Io invece (Lorenzo) decostruisco spesso e volentieri qui, ma per questa occasione speciale m’è sembrato il caso di dire attraverso questa forma di divertimento testuale che questo uomo no. Approfittare del 19 marzo per fare propaganda politica al proprio schieramento ideologico mi pare davvero troppo meschino, anche per uno che crede nella “teoria del gender” come il bel tipo di cui leggiamo insieme questo capolavoro.
Uomini, fate i padri
di Andrea Torquato Giovanoli
Notiziona: oggi è il 19 marzo! [Finalmente! I bignè di san Giuseppe sono nelle pasticcerie, fritti e pieni di crema, come piacciono a me.]

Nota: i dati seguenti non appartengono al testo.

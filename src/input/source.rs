//! 输入源 - 解析与打开

use std::fmt;

use image::RgbImage;
use once_cell::sync::Lazy;
use phf::phf_map;
use regex::Regex;

use super::{IpCameraSource, TestPatternSource};
use crate::error::{CounterError, Result};

/// 视频源
///
/// `read_frame` 返回 `None` 表示本次读取失败, 调用方稍后重试, 不视为流结束。
pub trait VideoSource: Send {
    fn name(&self) -> &str;

    fn read_frame(&mut self) -> Option<RgbImage>;
}

/// 预设输入源
static SOURCE_PRESETS: phf::Map<&'static str, &'static str> = phf_map! {
    "webcam" => "0",
    "droidcam" => "http://192.168.15.5:4747/shot.jpg",
    "ipwebcam" => "http://192.168.1.100:8080/shot.jpg",
    "test" => "test",
};

static CAMERA_INDEX: Lazy<Regex> = Lazy::new(|| Regex::new(r"^\d{1,3}$").unwrap());
static HTTP_URL: Lazy<Regex> = Lazy::new(|| Regex::new(r"^(?i)https?://\S+$").unwrap());
static STREAM_URL: Lazy<Regex> = Lazy::new(|| Regex::new(r"^(?i)(rtsp|rtmp)://").unwrap());

/// 输入源类型
#[derive(Debug, Clone, PartialEq, Eq)]
pub enum InputSource {
    /// 本地摄像头索引
    Camera(usize),
    /// HTTP 快照地址
    Http(String),
    /// 测试画面
    TestPattern,
}

impl InputSource {
    /// 解析命令行输入源: 预设名 / 摄像头索引 / http(s) 地址 / "test"
    pub fn parse(text: &str) -> Result<Self> {
        let text = text.trim();
        let resolved = SOURCE_PRESETS
            .get(text.to_lowercase().as_str())
            .copied()
            .unwrap_or(text);

        if resolved.eq_ignore_ascii_case("test") {
            return Ok(InputSource::TestPattern);
        }
        if CAMERA_INDEX.is_match(resolved) {
            let index = resolved
                .parse()
                .map_err(|_| CounterError::video_source(format!("无效的摄像头索引: {}", resolved)))?;
            return Ok(InputSource::Camera(index));
        }
        if HTTP_URL.is_match(resolved) {
            return Ok(InputSource::Http(resolved.to_string()));
        }
        if STREAM_URL.is_match(resolved) {
            return Err(CounterError::video_source(format!(
                "不支持的流协议 (请使用 HTTP 快照地址): {}",
                resolved
            )));
        }
        Err(CounterError::video_source(format!("无法识别的输入源: {}", text)))
    }
}

impl fmt::Display for InputSource {
    fn fmt(&self, f: &mut fmt::Formatter<'_>) -> fmt::Result {
        match self {
            InputSource::Camera(index) => write!(f, "camera #{}", index),
            InputSource::Http(url) => write!(f, "{}", url),
            InputSource::TestPattern => write!(f, "test pattern"),
        }
    }
}

/// 打开输入源; 无法打开时回退到测试画面
pub fn open_source(source: &InputSource) -> Box<dyn VideoSource> {
    match source {
        InputSource::TestPattern => Box::new(TestPatternSource::new(640, 480)),
        InputSource::Camera(index) => {
            log::warn!("本地摄像头 #{} 无可用采集后端, 使用测试画面", index);
            Box::new(TestPatternSource::new(640, 480))
        }
        InputSource::Http(url) => match IpCameraSource::connect(url) {
            Ok(camera) => {
                log::info!("IP摄像头连接成功: {}", url);
                Box::new(camera)
            }
            Err(e) => {
                log::warn!("IP摄像头连接失败: {}, 使用测试画面", e);
                Box::new(TestPatternSource::new(640, 480))
            }
        },
    }
}

#[cfg(test)]
mod tests {
    use super::*;

    #[test]
    fn test_parse_presets_and_index() {
        assert_eq!(InputSource::parse("test").unwrap(), InputSource::TestPattern);
        assert_eq!(InputSource::parse("TEST").unwrap(), InputSource::TestPattern);
        assert_eq!(InputSource::parse("webcam").unwrap(), InputSource::Camera(0));
        assert_eq!(InputSource::parse(" 2 ").unwrap(), InputSource::Camera(2));
        assert_eq!(
            InputSource::parse("droidcam").unwrap(),
            InputSource::Http("http://192.168.15.5:4747/shot.jpg".to_string())
        );
    }

    #[test]
    fn test_parse_urls() {
        assert_eq!(
            InputSource::parse("http://10.0.0.2:8080/shot.jpg").unwrap(),
            InputSource::Http("http://10.0.0.2:8080/shot.jpg".to_string())
        );
        assert!(matches!(
            InputSource::parse("rtsp://cam/stream"),
            Err(CounterError::Source(_))
        ));
        assert!(InputSource::parse("not a source").is_err());
    }

    #[test]
    fn test_camera_falls_back_to_test_pattern() {
        let mut source = open_source(&InputSource::Camera(0));
        assert_eq!(source.name(), "test-pattern");
        assert!(source.read_frame().is_some());
    }
}
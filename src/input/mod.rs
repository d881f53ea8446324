/// 视频输入系统 (Video Input System)
///
/// 采集线程通过 `VideoSource` 拉取帧:
/// - TestPatternSource: 测试画面 (无摄像头时的回退源)
/// - IpCameraSource:    HTTP IP摄像头 JPEG 快照 (DroidCam / IP Webcam)
/// - InputSource:       命令行输入源解析 (索引 / URL / 预设名)
pub mod ip_camera;
pub mod source;
pub mod test_pattern;

pub use ip_camera::IpCameraSource;
pub use source::{open_source, InputSource, VideoSource};
pub use test_pattern::TestPatternSource;
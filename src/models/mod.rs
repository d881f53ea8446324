/// 检测模型接口与适配器
///
/// # 架构说明
///
/// 人体/人脸检测模型本身是外部组件, 本模块只定义统一接口并处理模型输入输出:
/// - **PersonDetector**: 返回人体框 + 置信度
/// - **FaceDetector**: 返回人脸框 (只计数, 不跟踪)
/// - **DetectionAdapter**: 缩放到检测分辨率 → 调用模型 → 校验 → 过滤 → 坐标还原
///
/// 模型未加载时对应检测结果恒为空, 与"本周期未检测到人"一致。
/// 单个周期的模型错误或非有限置信度只记录日志, 该周期按空结果处理;
/// 宽或高为0的退化框单独丢弃。
///
/// ## 使用示例
/// ```rust
/// use shomer_rs::models::{simulated_pair, DetectionAdapter};
///
/// let (person, face) = simulated_pair(3, 42);
/// let mut adapter = DetectionAdapter::new(Some(Box::new(person)), Some(Box::new(face)), 0.5, 320);
/// let frame = image::RgbImage::new(640, 480);
/// let result = adapter.run(&frame);
/// assert!(result.people.len() <= 3);
/// ```
pub mod simulated;

use fast_image_resize as fr;
use image::RgbImage;

use crate::detection::types::{BBox, PersonDetection};
use crate::error::{CounterError, Result};

pub use simulated::{simulated_pair, SimulatedFaceDetector, SimulatedPersonDetector};

/// 人体检测模型
pub trait PersonDetector: Send {
    fn name(&self) -> &str;

    /// 检测一帧中的人体
    fn detect(&mut self, frame: &RgbImage) -> Result<Vec<PersonDetection>>;
}

/// 人脸检测模型
pub trait FaceDetector: Send {
    fn name(&self) -> &str;

    fn detect(&mut self, frame: &RgbImage) -> Result<Vec<BBox>>;
}

/// 单帧检测结果 (源帧坐标)
#[derive(Clone, Debug, Default, PartialEq)]
pub struct FrameDetections {
    pub people: Vec<BBox>,
    pub faces: Vec<BBox>,
}

/// 检测适配器
pub struct DetectionAdapter {
    person: Option<Box<dyn PersonDetector>>,
    face: Option<Box<dyn FaceDetector>>,
    conf_threshold: f32,
    detection_width: u32,
    resizer: fr::Resizer,
}

impl DetectionAdapter {
    pub fn new(
        person: Option<Box<dyn PersonDetector>>,
        face: Option<Box<dyn FaceDetector>>,
        conf_threshold: f32,
        detection_width: u32,
    ) -> Self {
        match &person {
            Some(model) => log::info!("人体检测模型: {}", model.name()),
            None => log::warn!("人体检测模型不可用, 人数将始终为0"),
        }
        match &face {
            Some(model) => log::info!("人脸检测模型: {}", model.name()),
            None => log::warn!("人脸检测模型不可用"),
        }

        Self {
            person,
            face,
            conf_threshold,
            detection_width: detection_width.max(1),
            resizer: fr::Resizer::new(),
        }
    }

    pub fn person_available(&self) -> bool {
        self.person.is_some()
    }

    pub fn face_available(&self) -> bool {
        self.face.is_some()
    }

    /// 对一帧执行人体 + 人脸检测
    pub fn run(&mut self, frame: &RgbImage) -> FrameDetections {
        if self.person.is_none() && self.face.is_none() {
            return FrameDetections::default();
        }
        if frame.width() == 0 || frame.height() == 0 {
            return FrameDetections::default();
        }

        // 宽度超过检测分辨率时先缩放, 检测框再按比例还原
        let downscaled = if frame.width() > self.detection_width {
            match self.downscale(frame) {
                Ok(v) => Some(v),
                Err(e) => {
                    log::warn!("检测帧缩放失败, 使用原始分辨率: {}", e);
                    None
                }
            }
        } else {
            None
        };
        let (input, sx, sy) = match &downscaled {
            Some((small, sx, sy)) => (small, *sx, *sy),
            None => (frame, 1.0, 1.0),
        };

        let people = self
            .detect_people(input)
            .unwrap_or_else(|e| {
                log::warn!("人体检测失败: {}", e);
                Vec::new()
            })
            .into_iter()
            .map(|b| b.scaled(sx, sy))
            .collect();

        let faces = self
            .detect_faces(input)
            .unwrap_or_else(|e| {
                log::warn!("人脸检测失败: {}", e);
                Vec::new()
            })
            .into_iter()
            .map(|b| b.scaled(sx, sy))
            .collect();

        FrameDetections { people, faces }
    }

    fn detect_people(&mut self, input: &RgbImage) -> Result<Vec<BBox>> {
        let Some(model) = self.person.as_mut() else {
            return Ok(Vec::new());
        };
        let detections = model.detect(input)?;

        // 置信度非法说明模型输出整体不可信, 整个周期按空结果处理
        if let Some(bad) = detections.iter().find(|d| !d.confidence.is_finite()) {
            return Err(CounterError::MalformedDetection(format!("{:?}", bad)));
        }

        Ok(detections
            .into_iter()
            .filter(|d| d.confidence >= self.conf_threshold)
            .filter(|d| {
                let valid = d.bbox.is_valid();
                if !valid {
                    log::debug!("丢弃退化人体框: {:?}", d.bbox);
                }
                valid
            })
            .map(|d| d.bbox)
            .collect())
    }

    fn detect_faces(&mut self, input: &RgbImage) -> Result<Vec<BBox>> {
        let Some(model) = self.face.as_mut() else {
            return Ok(Vec::new());
        };
        let mut faces = model.detect(input)?;
        faces.retain(BBox::is_valid);
        Ok(faces)
    }

    /// 缩放到检测宽度 (Nearest 插值, 保持宽高比)
    fn downscale(&mut self, frame: &RgbImage) -> Result<(RgbImage, f32, f32)> {
        let (w, h) = frame.dimensions();
        let dw = self.detection_width;
        let dh = ((h as u64 * dw as u64) / w as u64).max(1) as u32;

        let src = fr::images::Image::from_vec_u8(w, h, frame.as_raw().clone(), fr::PixelType::U8x3)
            .map_err(|e| CounterError::detection(format!("源图像创建失败: {}", e)))?;
        let mut dst = fr::images::Image::new(dw, dh, fr::PixelType::U8x3);

        self.resizer
            .resize(
                &src,
                &mut dst,
                &fr::ResizeOptions::new().resize_alg(fr::ResizeAlg::Nearest),
            )
            .map_err(|e| CounterError::detection(format!("缩放失败: {}", e)))?;

        let small = RgbImage::from_raw(dw, dh, dst.buffer().to_vec())
            .ok_or_else(|| CounterError::detection("RGB图像转换失败"))?;
        Ok((small, w as f32 / dw as f32, h as f32 / dh as f32))
    }
}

Una volta in questo giorno si festeggiava il papà e la Chiesa lo celebrava solennemente nell’effige esemplare di San Giuseppe. [Tecnicamente lo fa anche adesso eh, il santo del giorno quello è.] [In effetti come non festeggiare un falegname ebreo palestinese di mezza età che cresce come fosse suo il figlio ebreo palestinese della sua sposa bambina e di uno sconosciuto che si fa chiamare “Spirito Santo”? Davvero, eh, non sono molti gli uomini (ma anche le donne, ammettiamolo) che sarebbero disposti a fare lo stesso.] [Non ho mai capito, infatti, perché lui è il protettore dei lavoratori mentre quello famoso per la pazienza è Giobbe. Mah.]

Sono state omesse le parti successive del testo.